Pull every line holding the word "UnknownType" out of the data and copy it.

Stored data entries:
• • • • • • •
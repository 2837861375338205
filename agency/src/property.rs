//! Featured property listings.
//!
//! DESIGN
//! ======
//! The listing set is a compile-time constant. Nothing creates, edits or
//! removes listings at runtime, so callers borrow `&'static` records instead
//! of cloning them. Display fields (`price`, `area`, `location`) are opaque
//! strings rendered verbatim; only the room counts are numeric.

#[cfg(test)]
#[path = "property_test.rs"]
mod property_test;

use std::collections::HashSet;
use std::fmt;
use std::str::FromStr;

use serde::{Deserialize, Serialize};

/// Error returned when parsing a [`ListingType`] from its display string.
#[derive(Debug, Clone, PartialEq, Eq, thiserror::Error)]
pub enum ListingError {
    /// The string is not one of `For Sale`, `For Rent` or `Investment`.
    #[error("unknown listing type: {0}")]
    UnknownType(String),
}

/// Category of a listing, shown as a badge on the card.
#[derive(Clone, Copy, Debug, PartialEq, Eq, Hash, Serialize, Deserialize)]
pub enum ListingType {
    #[serde(rename = "For Sale")]
    ForSale,
    #[serde(rename = "For Rent")]
    ForRent,
    #[serde(rename = "Investment")]
    Investment,
}

impl ListingType {
    /// Badge text.
    #[must_use]
    pub fn as_str(self) -> &'static str {
        match self {
            Self::ForSale => "For Sale",
            Self::ForRent => "For Rent",
            Self::Investment => "Investment",
        }
    }

    /// CSS modifier suffix for the badge (`listing-badge--{modifier}`).
    #[must_use]
    pub fn badge_modifier(self) -> &'static str {
        match self {
            Self::ForSale => "sale",
            Self::ForRent => "rent",
            Self::Investment => "investment",
        }
    }
}

impl fmt::Display for ListingType {
    fn fmt(&self, f: &mut fmt::Formatter<'_>) -> fmt::Result {
        f.write_str(self.as_str())
    }
}

impl FromStr for ListingType {
    type Err = ListingError;

    fn from_str(s: &str) -> Result<Self, Self::Err> {
        match s {
            "For Sale" => Ok(Self::ForSale),
            "For Rent" => Ok(Self::ForRent),
            "Investment" => Ok(Self::Investment),
            other => Err(ListingError::UnknownType(other.to_owned())),
        }
    }
}

/// A single featured property.
#[derive(Clone, Debug, PartialEq, Eq, Serialize)]
pub struct PropertyListing {
    /// Stable identifier, unique within [`featured`].
    pub id: u32,
    pub title: &'static str,
    /// Price as displayed, without currency symbol (e.g. `"2,200/month"`).
    pub price: &'static str,
    pub location: &'static str,
    pub bedrooms: u32,
    pub parking: u32,
    /// Floor area with its unit embedded (e.g. `"2,800 sq ft"`).
    pub area: &'static str,
    #[serde(rename = "type")]
    pub listing_type: ListingType,
    /// External image URL, loaded by the browser.
    pub image: &'static str,
}

impl PropertyListing {
    /// Price pill text shown over the card image.
    #[must_use]
    pub fn price_label(&self) -> String {
        format!("${}", self.price)
    }

    #[must_use]
    pub fn bedrooms_label(&self) -> String {
        format!("{} Beds", self.bedrooms)
    }

    #[must_use]
    pub fn parking_label(&self) -> String {
        format!("{} Parking", self.parking)
    }
}

static FEATURED: [PropertyListing; 6] = [
    PropertyListing {
        id: 1,
        title: "Modern Family Villa",
        price: "450,000",
        location: "Riverside Gardens, Property City",
        bedrooms: 4,
        parking: 2,
        area: "2,800 sq ft",
        listing_type: ListingType::ForSale,
        image: "https://images.unsplash.com/photo-1600596542815-ffad4c1539a9?auto=format&fit=crop&w=800&q=80",
    },
    PropertyListing {
        id: 2,
        title: "Luxury Apartment",
        price: "2,200/month",
        location: "Downtown District, Property City",
        bedrooms: 2,
        parking: 1,
        area: "1,200 sq ft",
        listing_type: ListingType::ForRent,
        image: "https://images.unsplash.com/photo-1545324418-cc1a3fa10c00?auto=format&fit=crop&w=800&q=80",
    },
    PropertyListing {
        id: 3,
        title: "Cozy Suburban Home",
        price: "320,000",
        location: "Green Valley, Property City",
        bedrooms: 3,
        parking: 2,
        area: "2,100 sq ft",
        listing_type: ListingType::ForSale,
        image: "https://images.unsplash.com/photo-1570129477492-45c003edd2be?auto=format&fit=crop&w=800&q=80",
    },
    PropertyListing {
        id: 4,
        title: "Penthouse Suite",
        price: "4,500/month",
        location: "Skyline Heights, Property City",
        bedrooms: 3,
        parking: 2,
        area: "2,000 sq ft",
        listing_type: ListingType::ForRent,
        image: "https://images.unsplash.com/photo-1512917774080-9991f1c4c750?auto=format&fit=crop&w=800&q=80",
    },
    PropertyListing {
        id: 5,
        title: "Investment Property",
        price: "180,000",
        location: "Commercial District, Property City",
        bedrooms: 2,
        parking: 1,
        area: "1,000 sq ft",
        listing_type: ListingType::Investment,
        image: "https://images.unsplash.com/photo-1560518883-ce09059eeffa?auto=format&fit=crop&w=800&q=80",
    },
    PropertyListing {
        id: 6,
        title: "Family Townhouse",
        price: "380,000",
        location: "Heritage Park, Property City",
        bedrooms: 3,
        parking: 2,
        area: "2,300 sq ft",
        listing_type: ListingType::ForSale,
        image: "https://images.unsplash.com/photo-1600607687939-ce8a6c25118c?auto=format&fit=crop&w=800&q=80",
    },
];

/// The featured listings, in display order.
#[must_use]
pub fn featured() -> &'static [PropertyListing] {
    &FEATURED
}

/// Look up a featured listing by id.
#[must_use]
pub fn find(id: u32) -> Option<&'static PropertyListing> {
    FEATURED.iter().find(|listing| listing.id == id)
}

/// `true` when no two listings share an id.
#[must_use]
pub fn ids_are_unique(listings: &[PropertyListing]) -> bool {
    let mut seen = HashSet::with_capacity(listings.len());
    listings.iter().all(|listing| seen.insert(listing.id))
}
• • • • • • •
#### [Response for this exercise]
    UnknownType(String),
            other => Err(ListingError::UnknownType(other.to_owned())),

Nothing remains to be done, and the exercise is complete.